Today, I bring you the sad tale of a crypto lender that promised safety and high returns to its depositors, but whose promises have proved to be as hollow as its name. 

Donut Inc., a self-proclaimed DeFi" lender, has a "Proof of Reserves" section on its website. This is supposed to reassure customers that their deposits are matched one for one by the platform's liquid assets. I am firmly of the opinion that "Proof of Reserves" statements prove nothing without a corresponding statement of liabilities, since deposits aren't the only form of liability, and encumbered assets can't back deposits. But in this case, the "Proof of Reserves" is worse than useless. It is actually fiction. And it conceals a truly dreadful situation for Donut's customers.  

As of today, this is what the "Proof of Reserves" says: 




By itself, this doesn't prove anything at all. It's just an unsupported statement of what the company calls "assets under management".* We need to know what these assets are and how they protect customer deposits. 

Scrolling down the page brings us to this:

Really, Donut? You have 100% liquidity, but you've had to suspend withdrawals because your principal lending partner has suspended redemptions?

The claim that "every dollar on Donut is matched by at least one corresponding dollar in reserve" is very evidently untrue. There are two types of customer assets on Donut: cash deposits, and loans to Donut's lending partners. 

Cash deposits are held by Donut's partner bank Evolve Bank & Trust, and banking services are provided by the Banking-As-a-Service company Synapse FI. FDIC-insured banks do not hold one dollar in reserve for every dollar on deposit. They are fractionally reserved, which means they do not hold sufficient actual dollars to enable all depositors to withdraw their funds simultaneously. When an FDIC-insured bank suffers a run, it must borrow cash to settle deposit withdrawals. Recently, runs on the crypto-related bank Silvergate have forced it to borrow large amounts from the Federal Home Loan Bank (FHLB). 

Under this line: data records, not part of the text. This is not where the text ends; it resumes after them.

fn select_rows(conn: &Connection, sql: &str, key: &str) -> Result<Vec<OffsetRow>> {
    let mut stmt = conn.prepare_cached(sql)?;
    let rows = stmt.query_map([key], |row| {
        Ok(OffsetRow {
            fsm_id: row.get(0)?,
            topic: row.get(1)?,
            partition: row.get(2)?,
            start_offset: row.get(3)?,
            last_offset: row.get(4)?,
            count: row.get(5)?,
            updated: from_millis(row.get(6)?),
        })
    })?;

    let mut out = Vec::new();
    for row in rows {
        out.push(row?);
    }
    Ok(out)
}

#[async_trait]
impl OffsetStore for SqliteOffsetStore {
    async fn upsert_offset_batch(&self, batch: &OffsetBatch) -> Result<usize> {
        if batch.is_empty() {
            return Ok(0);
        }

        let now = self.now();
        let batch = batch.clone();
        let table = batch.target.table();
        let written = self
            .with_conn(move |conn| {
                let tx = conn.transaction()?;
                let written = execute_upsert(&tx, &batch, now)?;
                tx.commit()?;
                Ok(written)
            })
            .await?;

        log::debug!("✅ Upserted {} rows into {}", written, table);
        Ok(written)
    }

    async fn upsert_fsm(&self, creation: &FsmCreation) -> Result<()> {
        if creation.fsm_id.is_empty() {
            return Err(LedgerError::invalid("fsm id cannot be empty"));
        }

        let now = self.now();
        let fsm_id = creation.fsm_id.clone();
        let created_ms = creation.created.timestamp_millis();
        let first_observation = OffsetBatch::new(
            BatchTarget::Resolved,
            vec![BatchRow {
                key: creation.fsm_id.clone(),
                topic: creation.topic.clone(),
                partition: creation.partition,
                summary: RangeSummary::first(creation.offset, now),
            }],
        );

        self.with_conn(move |conn| {
            let tx = conn.transaction()?;
            tx.execute(
                "INSERT INTO fsm (fsm_id, created_at) VALUES (?1, ?2)
                 ON CONFLICT(fsm_id) DO NOTHING",
                params![fsm_id, created_ms],
            )?;
            execute_upsert(&tx, &first_observation, now)?;
            tx.commit()?;
            Ok(())
        })
        .await
    }

    async fn record_alias(&self, fsm_id: &str, fsm_alias: &str) -> Result<()> {
        if fsm_id.is_empty() || fsm_alias.is_empty() {
            return Err(LedgerError::invalid("alias binding needs both fsm id and alias"));
        }

        let now = self.now();
        let fsm_id = fsm_id.to_string();
        let fsm_alias = fsm_alias.to_string();
        self.with_conn(move |conn| {
            if !insert_alias(conn, &fsm_id, &fsm_alias, now)? {
                log::debug!("Alias {} already recorded for {}", fsm_alias, fsm_id);
            }
            Ok(())
        })
        .await
    }

    async fn record_aliases(&self, bindings: &[AliasBinding]) -> Result<usize> {
        if bindings.is_empty() {
            return Ok(0);
        }

        let now = self.now();
        let bindings = bindings.to_vec();
        self.with_conn(move |conn| {
            let tx = conn.transaction()?;
            let mut inserted = 0;
            for binding in &bindings {
                if insert_alias(&tx, &binding.fsm_id, &binding.fsm_alias, now)? {
                    inserted += 1;
                }
            }
            tx.commit()?;
            Ok(inserted)
        })
        .await
    }

    async fn query_by_identity(&self, fsm_id: &str) -> Result<Vec<OffsetRow>> {
        let fsm_id = fsm_id.to_string();
        self.with_conn(move |conn| {
            select_rows(
                conn,
                "SELECT fsm_id, topic, topic_partition, start_offset, last_offset, count, updated_at
                 FROM offsets
                 WHERE fsm_id = ?1
                 ORDER BY topic, topic_partition",
                &fsm_id,
            )
        })
        .await
    }

    async fn query_recent(&self, limit: RecentLimit) -> Result<Vec<RecentRow>> {
        self.with_conn(move |conn| {
            let mut stmt = conn.prepare_cached(
                "SELECT f.fsm_id, f.created_at, o.topic, o.topic_partition,
                        o.start_offset, o.last_offset, o.count
                 FROM (SELECT fsm_id, created_at FROM fsm
                       ORDER BY created_at DESC, fsm_id
                       LIMIT ?1) f
                 LEFT JOIN offsets o ON o.fsm_id = f.fsm_id
                 ORDER BY f.created_at DESC, f.fsm_id, o.topic, o.topic_partition",
            )?;

            let rows = stmt.query_map([limit.get()], |row| {
                let topic: Option<String> = row.get(2)?;
                let offsets = match topic {
                    Some(topic) => Some(PartitionRow {
                        topic,
                        partition: row.get(3)?,
                        start_offset: row.get(4)?,
                        last_offset: row.get(5)?,
                        count: row.get(6)?,
                    }),
                    None => None,
                };
                Ok(RecentRow {
                    fsm_id: row.get(0)?,
                    created: from_millis(row.get(1)?),
                    offsets,
                })
            })?;

            let mut out = Vec::new();
            for row in rows {
                out.push(row?);
            }
            Ok(out)
        })
        .await
    }

    async fn query_pending(&self, fsm_alias: &str) -> Result<Vec<OffsetRow>> {
        let fsm_alias = fsm_alias.to_string();
        self.with_conn(move |conn| select_rows(conn, SELECT_PENDING, &fsm_alias))
            .await
    }

    async fn lookup_alias(&self, fsm_alias: &str) -> Result<Option<String>> {
        let fsm_alias = fsm_alias.to_string();
        self.with_conn(move |conn| {
            let fsm_id = conn
                .query_row(
                    "SELECT fsm_id FROM fsm_aliases
                     WHERE fsm_alias = ?1
                     ORDER BY created_at DESC, fsm_id
                     LIMIT 1",
                    [&fsm_alias],
                    |row| row.get(0),
                )
                .optional()?;
            Ok(fsm_id)
        })
        .await
    }

    async fn pending_aliases(&self) -> Result<Vec<String>> {
        self.with_conn(|conn| {
            let mut stmt = conn
                .prepare_cached("SELECT DISTINCT fsm_alias FROM pending_offsets ORDER BY fsm_alias")?;
            let aliases = stmt.query_map([], |row| row.get(0))?;

            let mut out = Vec::new();
            for alias in aliases {
                out.push(alias?);
            }
            Ok(out)
        })
        .await
    }

    async fn promote_pending(&self, fsm_alias: &str, fsm_id: &str) -> Result<usize> {
        if fsm_id.is_empty() || fsm_alias.is_empty() {
            return Err(LedgerError::invalid("promotion needs both fsm id and alias"));
        }

        let now = self.now();
        let fsm_alias = fsm_alias.to_string();
        let fsm_id = fsm_id.to_string();
        self.with_conn(move |conn| {
            let tx = conn.transaction()?;

            let rows = select_rows(&tx, SELECT_PENDING, &fsm_alias)?
                .into_iter()
                .map(|row| BatchRow {
                    key: fsm_id.clone(),
                    topic: row.topic,
                    partition: row.partition,
                    summary: RangeSummary {
                        start_offset: row.start_offset,
                        last_offset: row.last_offset,
                        count: row.count,
                        updated_at: row.updated,
                    },
                })
                .collect();
            let moved = execute_upsert(&tx, &OffsetBatch::new(BatchTarget::Resolved, rows), now)?;

            insert_alias(&tx, &fsm_id, &fsm_alias, now)?;
            tx.execute("DELETE FROM pending_offsets WHERE fsm_alias = ?1", [&fsm_alias])?;
            tx.commit()?;

            Ok(moved)
        })
        .await
    }

    async fn record_scrape(&self, topic: &str, partition: i32, offset: i64) -> Result<()> {
        let now = self.now();
        let topic = topic.to_string();
        self.with_conn(move |conn| {
            conn.execute(
                "INSERT INTO scrapes (topic, topic_partition, last_offset, updated_at)
                 VALUES (?1, ?2, ?3, ?4)
                 ON CONFLICT(topic, topic_partition) DO UPDATE SET
                     last_offset = excluded.last_offset,
                     updated_at = excluded.updated_at",
                params![topic, partition, offset, now.timestamp_millis()],
            )?;
            Ok(())
        })
        .await
    }

    async fn load_scrapes(&self) -> Result<HashMap<String, TopicRecord>> {
        self.with_conn(|conn| {
            let mut stmt =
                conn.prepare_cached("SELECT topic, topic_partition, last_offset FROM scrapes")?;
            let rows = stmt.query_map([], |row| {
                Ok((
                    row.get::<_, String>(0)?,
                    row.get::<_, i32>(1)?,
                    row.get::<_, i64>(2)?,
                ))
            })?;

            let mut records: HashMap<String, TopicRecord> = HashMap::new();
            for row in rows {
                let (topic, partition, last_offset) = row?;
                records
                    .entry(topic.clone())
                    .or_insert_with(|| TopicRecord {
                        topic,
                        partitions: HashMap::new(),
                    })
                    .partitions
                    .insert(partition, last_offset);
            }
            Ok(records)
        })
        .await
    }
}
//! Core use-case services.
//!
//! # Responsibility
//! - Orchestrate repository calls into use-case level APIs.
//! - Keep API/CLI layers decoupled from storage details.

pub mod event_service;
pub mod seed;
pub mod user_service;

But on Donut, dollars don't remain dollars for long. Donut automatically converts them to USDC and lends them out: 



As funds on Donut are automatically lent out to earn interest, all the bank and its agent really do is provide a funding service. Donut accounts can be funded by manual or scheduled funds from bank accounts or with credit and debit cards, and it also has a wage deposit facility. All of these funding methods necessarily involve a bank.

So for the brief time that dollars exist in Donut accounts, they are held in a fractionally-reserved bank and are therefore not backed 1:1 by actual dollars. And once they have been converted to USDC and lent out, the customer asset is an illiquid loan. So whatever is backing customer deposits on Donut is not dollars. 

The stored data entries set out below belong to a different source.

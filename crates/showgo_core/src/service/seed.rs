//! Fixed sample events inserted at process start.
//!
//! # Invariants
//! - Seed records are inserted synchronously in declared order, so their
//!   listing order matches this table.

use crate::model::event::{Event, NewEvent};
use crate::repo::EventRepository;

struct SeedRow {
    name: &'static str,
    description: &'static str,
    location: &'static str,
    venue: &'static str,
    date: &'static str,
    time: &'static str,
    category: &'static str,
    tags: [&'static str; 3],
    image_url: &'static str,
}

const SAMPLE_EVENTS: [SeedRow; 8] = [
    SeedRow {
        name: "Rock Concert",
        description: "An electrifying night of rock music with epic performances.",
        location: "New York, NY",
        venue: "Madison Square Garden",
        date: "August 25",
        time: "8:00 PM",
        category: "Rock",
        tags: ["Live", "Outdoor", "Guitar"],
        image_url: "https://images.unsplash.com/photo-1498038432885-c6f3f1b912ee?ixlib=rb-4.0.3&auto=format&fit=crop&w=800&h=600",
    },
    SeedRow {
        name: "Jazz Night",
        description: "Join us for a smooth and soulful evening of jazz tunes.",
        location: "Los Angeles, CA",
        venue: "The Jazz Lounge",
        date: "September 10",
        time: "7:30 PM",
        category: "Jazz",
        tags: ["Smooth", "Intimate", "Saxophone"],
        image_url: "https://images.unsplash.com/photo-1511192336575-5a79af67a629?ixlib=rb-4.0.3&auto=format&fit=crop&w=800&h=600",
    },
    SeedRow {
        name: "Classical Symphony",
        description: "Experience the timeless beauty of classical music with a full orchestra.",
        location: "Boston, MA",
        venue: "Symphony Hall",
        date: "September 18",
        time: "7:00 PM",
        category: "Classical",
        tags: ["Orchestra", "Traditional", "Elegant"],
        image_url: "https://images.unsplash.com/photo-1465847899084-d164df4dedc6?ixlib=rb-4.0.3&auto=format&fit=crop&w=800&h=600",
    },
    SeedRow {
        name: "Bollywood Night",
        description: "Dance to the vibrant rhythms of Bollywood music and celebrate Indian culture.",
        location: "San Francisco, CA",
        venue: "The Palace",
        date: "September 22",
        time: "8:00 PM",
        category: "India",
        tags: ["Dance", "Bollywood", "Cultural"],
        image_url: "https://images.unsplash.com/photo-1516450360452-9312f5e86fc7?ixlib=rb-4.0.3&auto=format&fit=crop&w=800&h=600",
    },
    SeedRow {
        name: "Hard Rock Festival",
        description: "The ultimate rock experience with legendary bands and emerging artists.",
        location: "Las Vegas, NV",
        venue: "The Arena",
        date: "October 5",
        time: "6:00 PM",
        category: "Rock",
        tags: ["Festival", "Heavy", "Live"],
        image_url: "https://images.unsplash.com/photo-1470229722913-7c0e2dbbafd3?ixlib=rb-4.0.3&auto=format&fit=crop&w=800&h=600",
    },
    SeedRow {
        name: "Jazz Fusion",
        description: "An experimental blend of jazz with modern sounds and improvisation.",
        location: "Chicago, IL",
        venue: "Blue Note Jazz Club",
        date: "October 12",
        time: "9:00 PM",
        category: "Jazz",
        tags: ["Modern", "Experimental", "Improvisation"],
        image_url: "https://images.unsplash.com/photo-1415201364774-f6f0bb35f28f?ixlib=rb-4.0.3&auto=format&fit=crop&w=800&h=600",
    },
    SeedRow {
        name: "Classical Piano Recital",
        description: "A masterful performance of classical piano works by renowned composers.",
        location: "New York, NY",
        venue: "Carnegie Hall",
        date: "October 20",
        time: "7:30 PM",
        category: "Classical",
        tags: ["Piano", "Solo", "Traditional"],
        image_url: "https://images.unsplash.com/photo-1520523839897-bd0b52f945a0?ixlib=rb-4.0.3&auto=format&fit=crop&w=800&h=600",
    },
    SeedRow {
        name: "Indian Classical Music",
        description: "Traditional Indian classical music featuring sitar and tabla performances.",
        location: "Seattle, WA",
        venue: "Cultural Center",
        date: "October 28",
        time: "7:00 PM",
        category: "India",
        tags: ["Traditional", "Sitar", "Tabla"],
        image_url: "https://images.unsplash.com/photo-1511379938547-c1f69419868d?ixlib=rb-4.0.3&auto=format&fit=crop&w=800&h=600",
    },
];

impl SeedRow {
    fn to_new_event(&self) -> NewEvent {
        NewEvent {
            name: self.name.to_string(),
            description: self.description.to_string(),
            location: self.location.to_string(),
            venue: self.venue.to_string(),
            date: self.date.to_string(),
            time: self.time.to_string(),
            category: self.category.to_string(),
            tags: Some(self.tags.iter().map(|tag| tag.to_string()).collect()),
            image_url: self.image_url.to_string(),
        }
    }
}

/// Returns the sample event payloads in declared order.
pub fn sample_events() -> Vec<NewEvent> {
    SAMPLE_EVENTS.iter().map(SeedRow::to_new_event).collect()
}

/// Inserts every sample event into `repo`, returning the created records.
pub fn seed_sample_events<R: EventRepository + ?Sized>(repo: &R) -> Vec<Event> {
    sample_events()
        .into_iter()
        .map(|input| repo.create_event(input))
        .collect()
}
//! User use-case service.

use crate::model::user::{NewUser, User, UserId};
use crate::repo::{RepoResult, UserRepository};
use log::info;

/// Use-case service wrapper for user operations.
pub struct UserService<R: UserRepository> {
    repo: R,
}

impl<R: UserRepository> UserService<R> {
    pub fn new(repo: R) -> Self {
        Self { repo }
    }

    /// Registers a user.
    ///
    /// Returns `RepoError::UsernameTaken` when the username is in use.
    pub fn create_user(&self, input: NewUser) -> RepoResult<User> {
        let user = self.repo.create_user(input)?;
        info!("event=user_create module=service status=ok id={}", user.id);
        Ok(user)
    }

    pub fn get_user(&self, id: UserId) -> Option<User> {
        self.repo.get_user(id)
    }

    pub fn find_by_username(&self, username: &str) -> Option<User> {
        self.repo.get_user_by_username(username)
    }
}
//! Runtime configuration from the process environment.
//!
//! # Invariants
//! - Unset variables fall back to defaults; set-but-invalid values are errors.
//! - The log level is stored normalized (`trace|debug|info|warn|error`).

use crate::logging::{default_log_level, normalize_level, LoggingError};
use std::error::Error;
use std::fmt::{Display, Formatter};
use std::path::PathBuf;

pub const ENV_LOG_LEVEL: &str = "SHOWGO_LOG_LEVEL";
pub const ENV_LOG_DIR: &str = "SHOWGO_LOG_DIR";
pub const ENV_SEED: &str = "SHOWGO_SEED";

/// Process configuration.
#[derive(Debug, Clone, PartialEq, Eq)]
pub struct AppConfig {
    pub log_level: String,
    /// File logging is disabled when `None`.
    pub log_dir: Option<PathBuf>,
    /// Populate the store with the sample events at start.
    pub seed_sample_events: bool,
}

impl Default for AppConfig {
    fn default() -> Self {
        Self {
            log_level: default_log_level().to_string(),
            log_dir: None,
            seed_sample_events: true,
        }
    }
}

#[derive(Debug, Clone, PartialEq, Eq)]
pub enum ConfigError {
    InvalidLogLevel(LoggingError),
    RelativeLogDir(String),
    InvalidBool { var: &'static str, value: String },
}

impl Display for ConfigError {
    fn fmt(&self, f: &mut Formatter<'_>) -> std::fmt::Result {
        match self {
            Self::InvalidLogLevel(err) => write!(f, "{ENV_LOG_LEVEL}: {err}"),
            Self::RelativeLogDir(value) => {
                write!(f, "{ENV_LOG_DIR} must be an absolute path, got `{value}`")
            }
            Self::InvalidBool { var, value } => {
                write!(f, "{var} must be true|false|1|0, got `{value}`")
            }
        }
    }
}

impl Error for ConfigError {
    fn source(&self) -> Option<&(dyn Error + 'static)> {
        match self {
            Self::InvalidLogLevel(err) => Some(err),
            _ => None,
        }
    }
}

impl AppConfig {
    /// Loads configuration from process environment variables.
    pub fn from_env() -> Result<Self, ConfigError> {
        Self::from_lookup(|name| std::env::var(name).ok())
    }

    /// Loads configuration through `lookup`, which maps a variable name to
    /// its value.
    pub fn from_lookup<F>(lookup: F) -> Result<Self, ConfigError>
    where
        F: Fn(&str) -> Option<String>,
    {
        let mut config = Self::default();

        if let Some(level) = non_blank(lookup(ENV_LOG_LEVEL)) {
            config.set_log_level(&level)?;
        }
        if let Some(dir) = non_blank(lookup(ENV_LOG_DIR)) {
            config.set_log_dir(&dir)?;
        }
        if let Some(seed) = non_blank(lookup(ENV_SEED)) {
            config.seed_sample_events = parse_bool(ENV_SEED, &seed)?;
        }

        Ok(config)
    }

    /// Applies command-line overrides on top of the loaded values.
    ///
    /// `None` keeps the current value; `no_seed` only ever disables seeding.
    pub fn apply_overrides(
        &mut self,
        log_level: Option<&str>,
        log_dir: Option<&str>,
        no_seed: bool,
    ) -> Result<(), ConfigError> {
        if let Some(level) = log_level {
            self.set_log_level(level)?;
        }
        if let Some(dir) = log_dir {
            self.set_log_dir(dir)?;
        }
        if no_seed {
            self.seed_sample_events = false;
        }
        Ok(())
    }

    /// Overrides the log level, normalizing it.
    pub fn set_log_level(&mut self, level: &str) -> Result<(), ConfigError> {
        self.log_level = normalize_level(level)
            .map_err(ConfigError::InvalidLogLevel)?
            .to_string();
        Ok(())
    }

    /// Overrides the log directory; it must be absolute.
    pub fn set_log_dir(&mut self, dir: &str) -> Result<(), ConfigError> {
        let path = PathBuf::from(dir.trim());
        if !path.is_absolute() {
            return Err(ConfigError::RelativeLogDir(dir.to_string()));
        }
        self.log_dir = Some(path);
        Ok(())
    }
}

fn non_blank(value: Option<String>) -> Option<String> {
    value.filter(|value| !value.trim().is_empty())
}

fn parse_bool(var: &'static str, value: &str) -> Result<bool, ConfigError> {
    match value.trim().to_ascii_lowercase().as_str() {
        "1" | "true" | "yes" | "on" => Ok(true),
        "0" | "false" | "no" | "off" => Ok(false),
        _ => Err(ConfigError::InvalidBool {
            var,
            value: value.to_string(),
        }),
    }
}

#[cfg(test)]
mod tests {
    use super::parse_bool;

    #[test]
    fn parse_bool_accepts_common_spellings() {
        assert!(parse_bool("X", " TRUE ").unwrap());
        assert!(parse_bool("X", "on").unwrap());
        assert!(!parse_bool("X", "0").unwrap());
        assert!(parse_bool("X", "maybe").is_err());
    }
}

This is why a liquidity problem at a lending partner forces Donut to suspend withdrawals. It does not hold anything like enough actual dollars to settle customer withdrawal requests, and it also does not have much in the way of assets it can pledge for dollars. In fact as we shall see, right now it has almost no liquidity. And that is because of the nature of its lending. 


Donut says it lends to what it calls "prime brokers", who in turn lend to high-yielding (and highly risky) ventures. That's how the high yields Donut promises are generated. In fact the yields are rather higher than Donut pays to its depositors. In an article on its Help Centre, it explains how it makes money: 

"Donut earns money on the margin between the variable rates we secure with partners and the fixed rates we provide to users"

This is the business model of a bank. So Donut is yet another unregulated, unsupervised and uninsured crypto bank that promises safety and high returns to its depositors while making money (or losing it) on opaque and highly risky lending. 

And it is now in very big trouble. Here's Donut's list of approved borrowers:

So it only has three approved borrowers - and the biggest by far is Genesis Global. 

Genesis Global suspended withdrawals on 16th November 2022 in the wake of FTX's collapse,  citing "exceptional market turmoil". This is the "liquidity issue" Donut mentions on its Proof of Reserves page. 

But as with FTX, Genesis's "liquidity issue" has turned out to be insolvency. On 20th January 2023, Genesis Global filed for Chapter 11 bankruptcy in the United States. The bankruptcy filing (pdf) reveals that it owes creditors over $5 bn. One of those creditors is Donut. In fact Donut is the 10th biggest creditor (click for larger image):

Hollow Promises


So Genesis owes Donut $78,037,054. Donut's Proof of Reserves says it has $78,384,987 AUM. Of those AUM, therefore, all but $347,933 consist of loans to Genesis. That is 99.55% of its total AUM. 

Furthermore, Donut's loans to Genesis are unsecured. There is no collateral that can be liquidated to repay Donut's customers. 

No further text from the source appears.